Pollock CB, Alderson B, Cresswell J, Crowder J and Bramwell B concurred.

Significance
The rule in Turquand's case was not accepted as being firmly entrenched in law until it was endorsed by the House of Lords. In Mahony v East Holyford Mining Co Lord Hatherly phrased the law thus:

So, in Mahoney, where the company's articles provided that cheques should be signed by any two of the three named directors and by the secretary, the fact that the directors who had signed the cheques had never been properly appointed was held to be a matter of internal management, and the third parties who received those cheques were entitled to presume that the directors had been properly appointed, and cash the cheques.

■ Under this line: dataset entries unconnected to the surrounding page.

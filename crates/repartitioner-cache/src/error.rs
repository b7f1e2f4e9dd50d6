//! Cache client error types.

use thiserror::Error;

/// Result type alias for cache operations.
pub type CacheResult<T> = Result<T, CacheError>;

#[derive(Debug, Error)]
pub enum CacheError {
    #[error("cache connect to {address} failed: {message}")]
    Connect { address: String, message: String },

    #[error("cache i/o error: {0}")]
    Io(#[from] std::io::Error),

    #[error("cache protocol error: {0}")]
    Protocol(String),

    #[error("cache server error: {0}")]
    Server(String),

    #[error("cache connection lock poisoned")]
    Poisoned,
}

impl CacheError {
    /// Whether the underlying connection should be discarded.
    pub fn is_connection_fault(&self) -> bool {
        matches!(self, CacheError::Io(_) | CacheError::Protocol(_))
    }
}
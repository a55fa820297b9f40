//! Browser Adapters
//!
//! localStorage and HTTP implementations of the core storage seams.

mod browser_storage;
mod http_source;

pub use browser_storage::BrowserStorage;
pub use http_source::HttpSource;

/// Milliseconds since the epoch, used to stamp new items
pub fn now_millis() -> i64 {
    js_sys::Date::now() as i64
}
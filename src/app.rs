//! TodoBoard App
//!
//! Hydrates from localStorage, renders immediately, then folds in the seed
//! list from `/api` once it arrives.

use std::sync::atomic::{AtomicBool, Ordering};
use std::sync::Arc;

use leptos::prelude::*;
use leptos::task::spawn_local;
use reactive_stores::Store;
use todo_core::{hydrate, reconcile_remote, LocalCache};

use crate::components::{NewItemForm, TodoList};
use crate::config::AppConfig;
use crate::context::AppContext;
use crate::services::{BrowserStorage, HttpSource};
use crate::store::{store_replace, BoardState, BoardStateStoreFields};

#[component]
pub fn App() -> impl IntoView {
    let config = AppConfig::from_build_env();
    let cache = LocalCache::with_key(BrowserStorage, config.storage_key);

    // Synchronous hydration: the board is usable before the fetch resolves
    let store = Store::new(BoardState::hydrated(hydrate(&cache)));
    provide_context(store);
    provide_context(AppContext::new(store, cache.clone()));

    let mounted = Arc::new(AtomicBool::new(true));
    on_cleanup({
        let mounted = Arc::clone(&mounted);
        move || mounted.store(false, Ordering::Relaxed)
    });

    let remote = HttpSource::new(config.api_path);
    spawn_local(async move {
        let Some(merged) = reconcile_remote(&cache, &remote).await else {
            return;
        };
        if mounted.load(Ordering::Relaxed) {
            store_replace(&store, merged);
        } else {
            log::debug!("board unmounted before fetch resolved, merged list not rendered");
        }
    });

    let summary = move || {
        store.items().with(|items| {
            format!("{} items, {} done", items.len(), items.completed_count())
        })
    };

    view! {
        <main class="main-content">
            <h1>"To-Do List"</h1>

            <NewItemForm />

            <TodoList />

            <p class="item-count">{summary}</p>
        </main>
    }
}
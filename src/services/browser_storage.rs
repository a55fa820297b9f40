//! localStorage Adapter

use todo_core::{KeyValueStore, StorageError};
use wasm_bindgen::JsValue;

/// `window.localStorage`, looked up on every call
///
/// Holding no JS handle keeps the adapter `Send + Sync`, so the cache can
/// live in Leptos context.
#[derive(Debug, Clone, Copy, Default)]
pub struct BrowserStorage;

fn local_storage() -> Option<web_sys::Storage> {
    web_sys::window().and_then(|w| w.local_storage().ok().flatten())
}

fn js_error(e: JsValue) -> String {
    e.as_string().unwrap_or_else(|| format!("{:?}", e))
}

impl KeyValueStore for BrowserStorage {
    fn get_item(&self, key: &str) -> Option<String> {
        local_storage().and_then(|s| s.get_item(key).ok().flatten())
    }

    fn set_item(&self, key: &str, value: &str) -> Result<(), StorageError> {
        let storage = local_storage().ok_or(StorageError::Unavailable)?;
        storage
            .set_item(key, value)
            .map_err(|e| StorageError::WriteRejected(js_error(e)))
    }
}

The position in English law is now superseded by section 40 of the Companies Act 2006, but the Rule in Turquand's Case is still applied throughout many common law jurisdictions in the Commonwealth. According to the Turquand rule, each outsider contracting with a company in good faith is entitled to assume that the internal requirements and procedures have been complied with. The company will consequently be bound by the contract even if the internal requirements and procedures have not been complied with. The exceptions here are: if the outsider was aware of the fact that the internal requirements and procedures have not been complied with (acted in bad faith); or if the circumstances under which the contract was concluded on behalf of the company were suspicious. 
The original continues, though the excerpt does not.